-- What to work on --
Answer with one number only: the count of lines below that hold the word "view".

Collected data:
§ §

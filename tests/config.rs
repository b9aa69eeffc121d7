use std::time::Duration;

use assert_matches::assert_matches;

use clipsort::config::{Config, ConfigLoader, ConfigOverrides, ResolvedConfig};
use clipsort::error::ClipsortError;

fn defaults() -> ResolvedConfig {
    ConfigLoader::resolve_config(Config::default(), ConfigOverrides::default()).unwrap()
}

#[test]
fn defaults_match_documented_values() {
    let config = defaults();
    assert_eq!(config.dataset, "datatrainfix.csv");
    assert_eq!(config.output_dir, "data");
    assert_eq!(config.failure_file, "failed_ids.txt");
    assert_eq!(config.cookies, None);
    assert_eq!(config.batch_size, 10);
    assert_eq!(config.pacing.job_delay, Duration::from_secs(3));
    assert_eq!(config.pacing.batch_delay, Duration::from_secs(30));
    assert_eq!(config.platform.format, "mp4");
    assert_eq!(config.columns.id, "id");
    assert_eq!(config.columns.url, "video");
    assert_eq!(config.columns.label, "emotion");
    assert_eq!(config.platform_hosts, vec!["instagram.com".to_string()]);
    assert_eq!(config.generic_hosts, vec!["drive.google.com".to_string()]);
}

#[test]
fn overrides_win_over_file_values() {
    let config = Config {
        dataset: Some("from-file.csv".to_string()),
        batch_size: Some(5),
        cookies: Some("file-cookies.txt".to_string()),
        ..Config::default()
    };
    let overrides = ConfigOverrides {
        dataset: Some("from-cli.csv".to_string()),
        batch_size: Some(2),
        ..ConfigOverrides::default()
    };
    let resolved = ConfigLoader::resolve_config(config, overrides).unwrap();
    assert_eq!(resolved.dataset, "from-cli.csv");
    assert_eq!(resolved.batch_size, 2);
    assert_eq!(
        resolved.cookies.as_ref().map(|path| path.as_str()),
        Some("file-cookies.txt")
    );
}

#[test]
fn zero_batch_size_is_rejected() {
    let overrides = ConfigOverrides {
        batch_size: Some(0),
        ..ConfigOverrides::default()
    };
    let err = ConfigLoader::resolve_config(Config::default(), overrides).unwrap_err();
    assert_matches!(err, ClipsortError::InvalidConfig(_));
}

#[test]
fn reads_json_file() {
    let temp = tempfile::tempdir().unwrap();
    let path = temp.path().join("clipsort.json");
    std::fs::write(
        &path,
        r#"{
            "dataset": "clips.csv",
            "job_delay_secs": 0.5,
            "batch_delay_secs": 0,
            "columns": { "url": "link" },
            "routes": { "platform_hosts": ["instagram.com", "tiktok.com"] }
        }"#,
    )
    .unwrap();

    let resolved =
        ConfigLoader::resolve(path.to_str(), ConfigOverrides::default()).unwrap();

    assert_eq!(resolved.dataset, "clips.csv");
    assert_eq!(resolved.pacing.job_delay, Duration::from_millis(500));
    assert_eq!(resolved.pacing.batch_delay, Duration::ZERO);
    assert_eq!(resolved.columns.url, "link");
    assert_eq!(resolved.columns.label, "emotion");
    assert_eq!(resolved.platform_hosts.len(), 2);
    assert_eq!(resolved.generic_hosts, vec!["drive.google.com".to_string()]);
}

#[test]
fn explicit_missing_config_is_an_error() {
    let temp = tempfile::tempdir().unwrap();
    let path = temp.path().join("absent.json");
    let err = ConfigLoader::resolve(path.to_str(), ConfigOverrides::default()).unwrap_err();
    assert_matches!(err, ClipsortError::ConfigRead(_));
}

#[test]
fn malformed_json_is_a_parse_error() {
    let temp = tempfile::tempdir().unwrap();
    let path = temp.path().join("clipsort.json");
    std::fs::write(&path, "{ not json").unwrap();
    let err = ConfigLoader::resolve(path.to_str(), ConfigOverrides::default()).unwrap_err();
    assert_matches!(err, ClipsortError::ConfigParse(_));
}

§ §

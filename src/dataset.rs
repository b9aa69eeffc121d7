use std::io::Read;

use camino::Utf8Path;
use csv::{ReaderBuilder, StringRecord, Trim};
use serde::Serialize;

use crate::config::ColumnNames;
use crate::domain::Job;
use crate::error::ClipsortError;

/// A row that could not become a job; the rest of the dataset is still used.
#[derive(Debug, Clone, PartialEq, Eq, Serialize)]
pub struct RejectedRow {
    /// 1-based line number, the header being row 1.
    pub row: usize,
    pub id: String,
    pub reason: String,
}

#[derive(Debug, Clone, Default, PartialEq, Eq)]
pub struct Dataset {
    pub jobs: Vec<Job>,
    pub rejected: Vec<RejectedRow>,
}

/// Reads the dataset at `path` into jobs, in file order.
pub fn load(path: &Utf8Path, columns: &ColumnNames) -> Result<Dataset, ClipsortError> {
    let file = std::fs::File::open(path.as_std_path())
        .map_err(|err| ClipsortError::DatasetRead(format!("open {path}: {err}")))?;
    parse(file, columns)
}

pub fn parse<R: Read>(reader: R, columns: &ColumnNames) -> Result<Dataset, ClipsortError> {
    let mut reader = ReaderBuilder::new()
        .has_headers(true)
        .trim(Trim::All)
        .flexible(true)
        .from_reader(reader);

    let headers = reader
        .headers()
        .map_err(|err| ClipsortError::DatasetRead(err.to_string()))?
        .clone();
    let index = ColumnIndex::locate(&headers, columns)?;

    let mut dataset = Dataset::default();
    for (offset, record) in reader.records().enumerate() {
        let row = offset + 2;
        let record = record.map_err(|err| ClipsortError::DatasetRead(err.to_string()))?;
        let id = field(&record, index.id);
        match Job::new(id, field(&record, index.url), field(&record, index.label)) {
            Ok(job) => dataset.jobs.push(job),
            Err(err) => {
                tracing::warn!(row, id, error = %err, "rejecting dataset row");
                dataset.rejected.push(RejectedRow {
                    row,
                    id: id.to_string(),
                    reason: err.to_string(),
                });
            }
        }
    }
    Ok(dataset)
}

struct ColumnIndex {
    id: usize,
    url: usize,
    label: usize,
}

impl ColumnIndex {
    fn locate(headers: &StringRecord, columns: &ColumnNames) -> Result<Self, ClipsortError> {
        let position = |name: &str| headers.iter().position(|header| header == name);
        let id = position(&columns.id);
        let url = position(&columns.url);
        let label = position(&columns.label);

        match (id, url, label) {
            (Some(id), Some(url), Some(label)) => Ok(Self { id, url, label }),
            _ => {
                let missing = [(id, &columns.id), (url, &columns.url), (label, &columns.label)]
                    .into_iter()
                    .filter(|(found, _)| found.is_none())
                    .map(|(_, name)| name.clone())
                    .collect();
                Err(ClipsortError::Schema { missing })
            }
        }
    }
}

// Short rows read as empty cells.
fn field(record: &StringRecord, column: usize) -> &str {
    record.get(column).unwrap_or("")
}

§ §

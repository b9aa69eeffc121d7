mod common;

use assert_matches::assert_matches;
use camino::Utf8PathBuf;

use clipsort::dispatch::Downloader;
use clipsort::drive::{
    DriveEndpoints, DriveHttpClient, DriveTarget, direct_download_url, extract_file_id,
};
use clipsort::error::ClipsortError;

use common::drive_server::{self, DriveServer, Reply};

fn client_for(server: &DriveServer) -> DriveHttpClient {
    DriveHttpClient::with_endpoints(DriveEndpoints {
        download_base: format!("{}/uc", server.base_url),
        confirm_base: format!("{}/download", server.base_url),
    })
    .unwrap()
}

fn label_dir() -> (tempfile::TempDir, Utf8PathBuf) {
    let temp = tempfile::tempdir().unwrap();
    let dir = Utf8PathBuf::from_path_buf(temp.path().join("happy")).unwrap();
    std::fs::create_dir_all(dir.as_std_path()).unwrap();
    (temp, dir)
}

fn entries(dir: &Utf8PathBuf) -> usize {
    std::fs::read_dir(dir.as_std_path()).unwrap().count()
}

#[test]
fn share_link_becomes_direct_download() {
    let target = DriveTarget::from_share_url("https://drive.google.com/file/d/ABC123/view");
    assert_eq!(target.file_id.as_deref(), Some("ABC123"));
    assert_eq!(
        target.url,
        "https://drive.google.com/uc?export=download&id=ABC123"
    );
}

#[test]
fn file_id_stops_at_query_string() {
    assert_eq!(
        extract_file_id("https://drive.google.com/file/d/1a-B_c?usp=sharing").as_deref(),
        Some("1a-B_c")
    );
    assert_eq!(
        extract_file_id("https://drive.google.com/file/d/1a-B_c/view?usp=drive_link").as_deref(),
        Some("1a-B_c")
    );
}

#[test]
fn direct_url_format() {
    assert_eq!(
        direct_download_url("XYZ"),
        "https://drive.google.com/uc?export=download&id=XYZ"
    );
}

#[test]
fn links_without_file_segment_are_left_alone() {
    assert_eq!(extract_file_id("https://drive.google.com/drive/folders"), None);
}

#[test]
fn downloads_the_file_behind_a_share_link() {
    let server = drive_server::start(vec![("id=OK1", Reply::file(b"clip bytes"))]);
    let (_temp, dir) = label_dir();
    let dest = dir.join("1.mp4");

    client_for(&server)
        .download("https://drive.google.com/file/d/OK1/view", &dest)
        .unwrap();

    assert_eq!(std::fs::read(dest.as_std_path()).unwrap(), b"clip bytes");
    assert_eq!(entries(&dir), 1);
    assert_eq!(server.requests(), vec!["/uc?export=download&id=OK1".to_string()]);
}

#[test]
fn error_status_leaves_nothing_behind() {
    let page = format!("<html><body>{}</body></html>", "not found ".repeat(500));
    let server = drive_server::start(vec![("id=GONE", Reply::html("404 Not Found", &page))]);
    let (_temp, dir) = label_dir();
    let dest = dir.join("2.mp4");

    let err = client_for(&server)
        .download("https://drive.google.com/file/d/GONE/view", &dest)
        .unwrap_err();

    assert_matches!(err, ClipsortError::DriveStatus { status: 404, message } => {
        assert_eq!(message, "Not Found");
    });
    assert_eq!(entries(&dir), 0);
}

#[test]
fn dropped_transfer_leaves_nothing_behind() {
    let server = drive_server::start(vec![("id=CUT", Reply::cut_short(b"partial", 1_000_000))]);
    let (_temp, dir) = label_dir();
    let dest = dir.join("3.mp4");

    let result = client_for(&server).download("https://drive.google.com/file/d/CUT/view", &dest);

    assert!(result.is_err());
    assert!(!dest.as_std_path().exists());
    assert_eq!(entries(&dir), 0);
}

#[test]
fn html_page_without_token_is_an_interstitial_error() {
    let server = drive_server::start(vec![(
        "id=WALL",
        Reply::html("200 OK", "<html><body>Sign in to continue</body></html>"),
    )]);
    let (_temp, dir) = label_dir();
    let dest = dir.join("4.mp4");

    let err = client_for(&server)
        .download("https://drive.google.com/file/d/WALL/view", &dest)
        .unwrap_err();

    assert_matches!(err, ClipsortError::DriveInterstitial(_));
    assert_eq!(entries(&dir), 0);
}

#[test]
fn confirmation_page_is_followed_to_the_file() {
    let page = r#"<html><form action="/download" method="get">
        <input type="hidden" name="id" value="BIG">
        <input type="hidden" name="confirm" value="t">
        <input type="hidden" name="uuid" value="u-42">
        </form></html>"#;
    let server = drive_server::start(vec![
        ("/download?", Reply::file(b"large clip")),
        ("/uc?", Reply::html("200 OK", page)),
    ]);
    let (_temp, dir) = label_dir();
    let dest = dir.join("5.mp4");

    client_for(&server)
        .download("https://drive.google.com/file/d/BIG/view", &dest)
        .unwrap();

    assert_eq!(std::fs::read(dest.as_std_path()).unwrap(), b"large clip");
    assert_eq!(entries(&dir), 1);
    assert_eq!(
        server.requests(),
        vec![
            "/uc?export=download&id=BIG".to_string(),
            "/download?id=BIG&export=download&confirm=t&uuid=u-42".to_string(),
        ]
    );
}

§ §

-- Task output --
7